Esa pretensión de complacer a todo el mundo condujo a la creación de un Consejo Nacional de la Seguridad Social multitudinario, paralizante.
Por más vueltas que le doy al tema, no entiendo qué hace la Asociación Médica en el CNSS; o qué hace la Asociación Farmacéutica o los gremios de enfermería o de “profesionales y técnicos”, o qué hacen ahí personas que representan intereses de las AFP o las ARS, o compañías de seguros o instituciones financieras. Y como para las decisiones cada sector tiene poder de veto, con 17 miembros titulares y otros 17 suplentes, me imagino que en la práctica es lo más parecido a una gallera. Las mejoras prácticas, que indefectiblemente afectan intereses, se postergan por años y hasta décadas, como se está evidenciando ahora con lo de los centros de atención primaria para la salud.
Los resultados. Así, cuando ya deberíamos tener un sistema de seguridad social maduro, que garantizara un retiro digno, nos encontramos con que todavía solo 42% de la población ocupada cotiza al régimen de pensiones y apenas un 15 por ciento de la población mayor de 60 años percibe una pensión.
Y esto con el agravante de que el sistema fue concebido para que se otorgaran pensiones razonables y, como han venido evolucionando las cosas, los que alcancen a recibirlas va a ser en condiciones muy precarias.
La ley aprobada en 2001 también preveía que el Estado se encargaría de subsidiar a aquellos jubilados cuyos fondos no alcanzaran para una pensión adecuada, o aquellos que no tuvieran la oportunidad de la pensión.
Pero se ignoró que contamos con un Estado que funciona con una carga tributaria extremadamente baja, y la sociedad dominicana no ha logrado reunir algunos consensos para discutir un Pacto Fiscal, que estaría llamado a resolver ese tipo de problemas.
A pesar de que el Gobierno ha desarrollado grandes esfuerzos en el combate a la pobreza, los limitados recursos con que se maneja el fisco dominicano operan como un poderoso freno.
Estamos a tiempo de enderezar el rumbo. El país disfruta de admirables indicadores de crecimiento con estabilidad por largo tiempo; todavía la población no ha envejecido y desde hace algunos años se aprecian progresos en términos de generación de empleo formal, mejora de los salarios reales y reducción de la pobreza, así como de mejoría en la calidad y cobertura de los servicios públicos básicos a los ciudadanos. Pero tales progresos no han sido suficientes para superar el rezago histórico.
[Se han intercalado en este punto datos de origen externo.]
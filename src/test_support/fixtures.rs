//! Project trees and Kraftfiles for tests.

use std::path::{Path, PathBuf};

use super::write_file;

/// Unikraft project with the core, one library and two targets.
pub const UNIKRAFT_KRAFTFILE: &str = r#"spec: v0.6
name: helloworld
unikraft: stable
libraries:
  musl: stable
targets:
  - qemu/x86_64
  - fc/arm64
"#;

/// Project built from a prebuilt runtime and a rootfs directory.
pub const RUNTIME_KRAFTFILE: &str = r#"spec: v0.6
name: nginx
runtime: nginx:1.25
rootfs: ./rootfs
cmd: ["/usr/bin/nginx", "-c", "/etc/nginx/nginx.conf"]
targets:
  - qemu/x86_64
"#;

/// Write a Kraftfile into `dir`, creating it first.
pub fn write_kraftfile(dir: &Path, contents: &str) -> PathBuf {
    let path = dir.join("Kraftfile");
    write_file(&path, contents);
    path
}

/// Make `dir` look like a fetched component.
pub fn materialize(dir: &Path) {
    write_file(&dir.join("Makefile.uk"), "# fetched\n");
}

/// A small root filesystem under `<dir>/rootfs`.
pub fn rootfs_tree(dir: &Path) -> PathBuf {
    let root = dir.join("rootfs");
    write_file(&root.join("etc/hostname"), "unikernel\n");
    write_file(&root.join("usr/bin/app"), "#!/bin/sh\necho hi\n");
    std::fs::create_dir_all(root.join("tmp")).unwrap();
    root
}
Y en la búsqueda de soluciones debemos evitar las simplificaciones caricaturescas. Las deficiencias no se resuelven eliminando las ARS o las AFP o pretendiendo volver al antiguo sistema de reparto. Si el problema fuera de AFP, entonces países como Uruguay o la mayoría de los europeos tendrían cotizaciones bajísimas y jubilación temprana. Lo que se requiere es fortalecer el poder de imperio del Estado para evitar ser sometido por los intereses particulares.
El problema de nuestro sistema de pensiones es macroeconómico: sea de reparto o capitalización, alguien tiene que pagar por las pensiones. Y cuando no es por vía de contribuciones obligatorias, es por impuestos.

Isidoro Santana es economista, Ministro de Economía, Planificación y Desarrollo.